*** Dataset entries ***
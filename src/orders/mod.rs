pub mod dto;
pub mod handlers;
pub mod model;
pub mod repo;
pub mod repo_types;
pub mod services;

use crate::state::AppState;
use axum::Router;

pub fn router() -> Router<AppState> {
    handlers::order_routes()
}
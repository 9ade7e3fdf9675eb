use async_trait::async_trait;

use crate::{
    auth::repo_types::{NewUser, User},
    db::{map_insert_error, PgStore},
};

/// Credential store.
#[async_trait]
pub trait UserStore: Send + Sync {
    async fn find_by_username(&self, username: &str) -> anyhow::Result<Option<User>>;

    async fn find_by_email(&self, email: &str) -> anyhow::Result<Option<User>>;

    /// Insert a user. A username or email collision surfaces as
    /// [`crate::db::StoreError::UniqueViolation`] inside the `anyhow` error.
    async fn create(&self, user: NewUser) -> anyhow::Result<User>;

    async fn list(&self) -> anyhow::Result<Vec<User>>;
}

#[async_trait]
impl UserStore for PgStore {
    async fn find_by_username(&self, username: &str) -> anyhow::Result<Option<User>> {
        let user = sqlx::query_as::<_, User>(
            r#"
            SELECT id, username, email, password_hash, is_active, is_admin, created_at
            FROM users
            WHERE username = $1
            "#,
        )
        .bind(username)
        .fetch_optional(&self.pool)
        .await?;
        Ok(user)
    }

    async fn find_by_email(&self, email: &str) -> anyhow::Result<Option<User>> {
        let user = sqlx::query_as::<_, User>(
            r#"
            SELECT id, username, email, password_hash, is_active, is_admin, created_at
            FROM users
            WHERE email = $1
            "#,
        )
        .bind(email)
        .fetch_optional(&self.pool)
        .await?;
        Ok(user)
    }

    async fn create(&self, user: NewUser) -> anyhow::Result<User> {
        let user = sqlx::query_as::<_, User>(
            r#"
            INSERT INTO users (username, email, password_hash, is_active, is_admin)
            VALUES ($1, $2, $3, $4, $5)
            RETURNING id, username, email, password_hash, is_active, is_admin, created_at
            "#,
        )
        .bind(&user.username)
        .bind(&user.email)
        .bind(&user.password_hash)
        .bind(user.is_active)
        .bind(user.is_admin)
        .fetch_one(&self.pool)
        .await
        .map_err(map_insert_error)?;
        Ok(user)
    }

    async fn list(&self) -> anyhow::Result<Vec<User>> {
        let users = sqlx::query_as::<_, User>(
            r#"
            SELECT id, username, email, password_hash, is_active, is_admin, created_at
            FROM users
            ORDER BY created_at ASC, username ASC
            "#,
        )
        .fetch_all(&self.pool)
        .await?;
        Ok(users)
    }
}
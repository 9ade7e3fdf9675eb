use async_trait::async_trait;
use uuid::Uuid;

use crate::{
    db::{map_insert_error, PgStore},
    orders::{
        model::OrderStatus,
        repo_types::{NewOrder, Order, OrderContents, OrderRow},
    },
};

/// Order store. Update and delete report `None` / `false` when the id is
/// unknown.
#[async_trait]
pub trait OrderStore: Send + Sync {
    async fn find(&self, id: Uuid) -> anyhow::Result<Option<Order>>;

    async fn create(&self, order: NewOrder) -> anyhow::Result<Order>;

    async fn list_all(&self) -> anyhow::Result<Vec<Order>>;

    async fn list_by_owner(&self, owner_id: Uuid) -> anyhow::Result<Vec<Order>>;

    async fn update_contents(
        &self,
        id: Uuid,
        contents: OrderContents,
    ) -> anyhow::Result<Option<Order>>;

    async fn update_status(&self, id: Uuid, status: OrderStatus)
        -> anyhow::Result<Option<Order>>;

    async fn delete(&self, id: Uuid) -> anyhow::Result<bool>;
}

fn convert(rows: Vec<OrderRow>) -> anyhow::Result<Vec<Order>> {
    rows.into_iter().map(Order::try_from).collect()
}

#[async_trait]
impl OrderStore for PgStore {
    async fn find(&self, id: Uuid) -> anyhow::Result<Option<Order>> {
        let row = sqlx::query_as::<_, OrderRow>(
            r#"
            SELECT id, quantity, dish, stew, status, owner_id, created_at
            FROM orders
            WHERE id = $1
            "#,
        )
        .bind(id)
        .fetch_optional(&self.pool)
        .await?;
        row.map(Order::try_from).transpose()
    }

    async fn create(&self, order: NewOrder) -> anyhow::Result<Order> {
        let row = sqlx::query_as::<_, OrderRow>(
            r#"
            INSERT INTO orders (quantity, dish, stew, status, owner_id)
            VALUES ($1, $2, $3, $4, $5)
            RETURNING id, quantity, dish, stew, status, owner_id, created_at
            "#,
        )
        .bind(order.quantity)
        .bind(order.dish.as_str())
        .bind(order.stew.as_str())
        .bind(OrderStatus::default().as_str())
        .bind(order.owner_id)
        .fetch_one(&self.pool)
        .await
        .map_err(map_insert_error)?;
        Order::try_from(row)
    }

    async fn list_all(&self) -> anyhow::Result<Vec<Order>> {
        let rows = sqlx::query_as::<_, OrderRow>(
            r#"
            SELECT id, quantity, dish, stew, status, owner_id, created_at
            FROM orders
            ORDER BY created_at ASC, id ASC
            "#,
        )
        .fetch_all(&self.pool)
        .await?;
        convert(rows)
    }

    async fn list_by_owner(&self, owner_id: Uuid) -> anyhow::Result<Vec<Order>> {
        let rows = sqlx::query_as::<_, OrderRow>(
            r#"
            SELECT id, quantity, dish, stew, status, owner_id, created_at
            FROM orders
            WHERE owner_id = $1
            ORDER BY created_at ASC, id ASC
            "#,
        )
        .bind(owner_id)
        .fetch_all(&self.pool)
        .await?;
        convert(rows)
    }

    async fn update_contents(
        &self,
        id: Uuid,
        contents: OrderContents,
    ) -> anyhow::Result<Option<Order>> {
        let row = sqlx::query_as::<_, OrderRow>(
            r#"
            UPDATE orders
               SET quantity = $2, dish = $3, stew = $4
             WHERE id = $1
            RETURNING id, quantity, dish, stew, status, owner_id, created_at
            "#,
        )
        .bind(id)
        .bind(contents.quantity)
        .bind(contents.dish.as_str())
        .bind(contents.stew.as_str())
        .fetch_optional(&self.pool)
        .await?;
        row.map(Order::try_from).transpose()
    }

    async fn update_status(
        &self,
        id: Uuid,
        status: OrderStatus,
    ) -> anyhow::Result<Option<Order>> {
        let row = sqlx::query_as::<_, OrderRow>(
            r#"
            UPDATE orders
               SET status = $2
             WHERE id = $1
            RETURNING id, quantity, dish, stew, status, owner_id, created_at
            "#,
        )
        .bind(id)
        .bind(status.as_str())
        .fetch_optional(&self.pool)
        .await?;
        row.map(Order::try_from).transpose()
    }

    async fn delete(&self, id: Uuid) -> anyhow::Result<bool> {
        let result = sqlx::query("DELETE FROM orders WHERE id = $1")
            .bind(id)
            .execute(&self.pool)
            .await?;
        Ok(result.rows_affected() > 0)
    }
}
*** End of Dataset entries ***
> [Exercise]:
Please return every entry exactly as it appears.

> [Final answer]:
filename src/orders/mod.rs
pub mod dto;
pub mod handlers;
pub mod model;
pub mod repo;
pub mod repo_types;
pub mod services;

use crate::state::AppState;
use axum::Router;

pub fn router() -> Router<AppState> {
    handlers::order_routes()
}
repository 9ade7e3fdf9675eb
use async_trait::async_trait;

use crate::{
    auth::repo_types::{NewUser, User},
    db::{map_insert_error, PgStore},
};

/// Credential store.
#[async_trait]
pub trait UserStore: Send + Sync {
    async fn find_by_username(&self, username: &str) -> anyhow::Result<Option<User>>;

    async fn find_by_email(&self, email: &str) -> anyhow::Result<Option<User>>;

    /// Insert a user. A username or email collision surfaces as
    /// [`crate::db::StoreError::UniqueViolation`] inside the `anyhow` error.
    async fn create(&self, user: NewUser) -> anyhow::Result<User>;

    async fn list(&self) -> anyhow::Result<Vec<User>>;
}

#[async_trait]
impl UserStore for PgStore {
    async fn find_by_username(&self, username: &str) -> anyhow::Result<Option<User>> {
        let user = sqlx::query_as::<_, User>(
            r#"
            SELECT id, username, email, password_hash, is_active, is_admin, created_at
            FROM users
            WHERE username = $1
            "#,
        )
        .bind(username)
        .fetch_optional(&self.pool)
        .await?;
        Ok(user)
    }

    async fn find_by_email(&self, email: &str) -> anyhow::Result<Option<User>> {
        let user = sqlx::query_as::<_, User>(
            r#"
            SELECT id, username, email, password_hash, is_active, is_admin, created_at
            FROM users
            WHERE email = $1
            "#,
        )
        .bind(email)
        .fetch_optional(&self.pool)
        .await?;
        Ok(user)
    }

    async fn create(&self, user: NewUser) -> anyhow::Result<User> {
        let user = sqlx::query_as::<_, User>(
            r#"
            INSERT INTO users (username, email, password_hash, is_active, is_admin)
            VALUES ($1, $2, $3, $4, $5)
            RETURNING id, username, email, password_hash, is_active, is_admin, created_at
            "#,
        )
        .bind(&user.username)
        .bind(&user.email)
        .bind(&user.password_hash)
        .bind(user.is_active)
        .bind(user.is_admin)
        .fetch_one(&self.pool)
        .await
        .map_err(map_insert_error)?;
        Ok(user)
    }

    async fn list(&self) -> anyhow::Result<Vec<User>> {
        let users = sqlx::query_as::<_, User>(
            r#"
            SELECT id, username, email, password_hash, is_active, is_admin, created_at
            FROM users
            ORDER BY created_at ASC, username ASC
            "#,
        )
        .fetch_all(&self.pool)
        .await?;
        Ok(users)
    }
}
repository 9ade7e3fdf9675eb
use async_trait::async_trait;
use uuid::Uuid;

use crate::{
    db::{map_insert_error, PgStore},
    orders::{
        model::OrderStatus,
        repo_types::{NewOrder, Order, OrderContents, OrderRow},
    },
};

/// Order store. Update and delete report `None` / `false` when the id is
/// unknown.
#[async_trait]
pub trait OrderStore: Send + Sync {
    async fn find(&self, id: Uuid) -> anyhow::Result<Option<Order>>;

    async fn create(&self, order: NewOrder) -> anyhow::Result<Order>;

    async fn list_all(&self) -> anyhow::Result<Vec<Order>>;

    async fn list_by_owner(&self, owner_id: Uuid) -> anyhow::Result<Vec<Order>>;

    async fn update_contents(
        &self,
        id: Uuid,
        contents: OrderContents,
    ) -> anyhow::Result<Option<Order>>;

    async fn update_status(&self, id: Uuid, status: OrderStatus)
        -> anyhow::Result<Option<Order>>;

    async fn delete(&self, id: Uuid) -> anyhow::Result<bool>;
}

fn convert(rows: Vec<OrderRow>) -> anyhow::Result<Vec<Order>> {
    rows.into_iter().map(Order::try_from).collect()
}

#[async_trait]
impl OrderStore for PgStore {
    async fn find(&self, id: Uuid) -> anyhow::Result<Option<Order>> {
        let row = sqlx::query_as::<_, OrderRow>(
            r#"
            SELECT id, quantity, dish, stew, status, owner_id, created_at
            FROM orders
            WHERE id = $1
            "#,
        )
        .bind(id)
        .fetch_optional(&self.pool)
        .await?;
        row.map(Order::try_from).transpose()
    }

    async fn create(&self, order: NewOrder) -> anyhow::Result<Order> {
        let row = sqlx::query_as::<_, OrderRow>(
            r#"
            INSERT INTO orders (quantity, dish, stew, status, owner_id)
            VALUES ($1, $2, $3, $4, $5)
            RETURNING id, quantity, dish, stew, status, owner_id, created_at
            "#,
        )
        .bind(order.quantity)
        .bind(order.dish.as_str())
        .bind(order.stew.as_str())
        .bind(OrderStatus::default().as_str())
        .bind(order.owner_id)
        .fetch_one(&self.pool)
        .await
        .map_err(map_insert_error)?;
        Order::try_from(row)
    }

    async fn list_all(&self) -> anyhow::Result<Vec<Order>> {
        let rows = sqlx::query_as::<_, OrderRow>(
            r#"
            SELECT id, quantity, dish, stew, status, owner_id, created_at
            FROM orders
            ORDER BY created_at ASC, id ASC
            "#,
        )
        .fetch_all(&self.pool)
        .await?;
        convert(rows)
    }

    async fn list_by_owner(&self, owner_id: Uuid) -> anyhow::Result<Vec<Order>> {
        let rows = sqlx::query_as::<_, OrderRow>(
            r#"
            SELECT id, quantity, dish, stew, status, owner_id, created_at
            FROM orders
            WHERE owner_id = $1
            ORDER BY created_at ASC, id ASC
            "#,
        )
        .bind(owner_id)
        .fetch_all(&self.pool)
        .await?;
        convert(rows)
    }

    async fn update_contents(
        &self,
        id: Uuid,
        contents: OrderContents,
    ) -> anyhow::Result<Option<Order>> {
        let row = sqlx::query_as::<_, OrderRow>(
            r#"
            UPDATE orders
               SET quantity = $2, dish = $3, stew = $4
             WHERE id = $1
            RETURNING id, quantity, dish, stew, status, owner_id, created_at
            "#,
        )
        .bind(id)
        .bind(contents.quantity)
        .bind(contents.dish.as_str())
        .bind(contents.stew.as_str())
        .fetch_optional(&self.pool)
        .await?;
        row.map(Order::try_from).transpose()
    }

    async fn update_status(
        &self,
        id: Uuid,
        status: OrderStatus,
    ) -> anyhow::Result<Option<Order>> {
        let row = sqlx::query_as::<_, OrderRow>(
            r#"
            UPDATE orders
               SET status = $2
             WHERE id = $1
            RETURNING id, quantity, dish, stew, status, owner_id, created_at
            "#,
        )
        .bind(id)
        .bind(status.as_str())
        .fetch_optional(&self.pool)
        .await?;
        row.map(Order::try_from).transpose()
    }

    async fn delete(&self, id: Uuid) -> anyhow::Result<bool> {
        let result = sqlx::query("DELETE FROM orders WHERE id = $1")
            .bind(id)
            .execute(&self.pool)
            .await?;
        Ok(result.rows_affected() > 0)
    }
}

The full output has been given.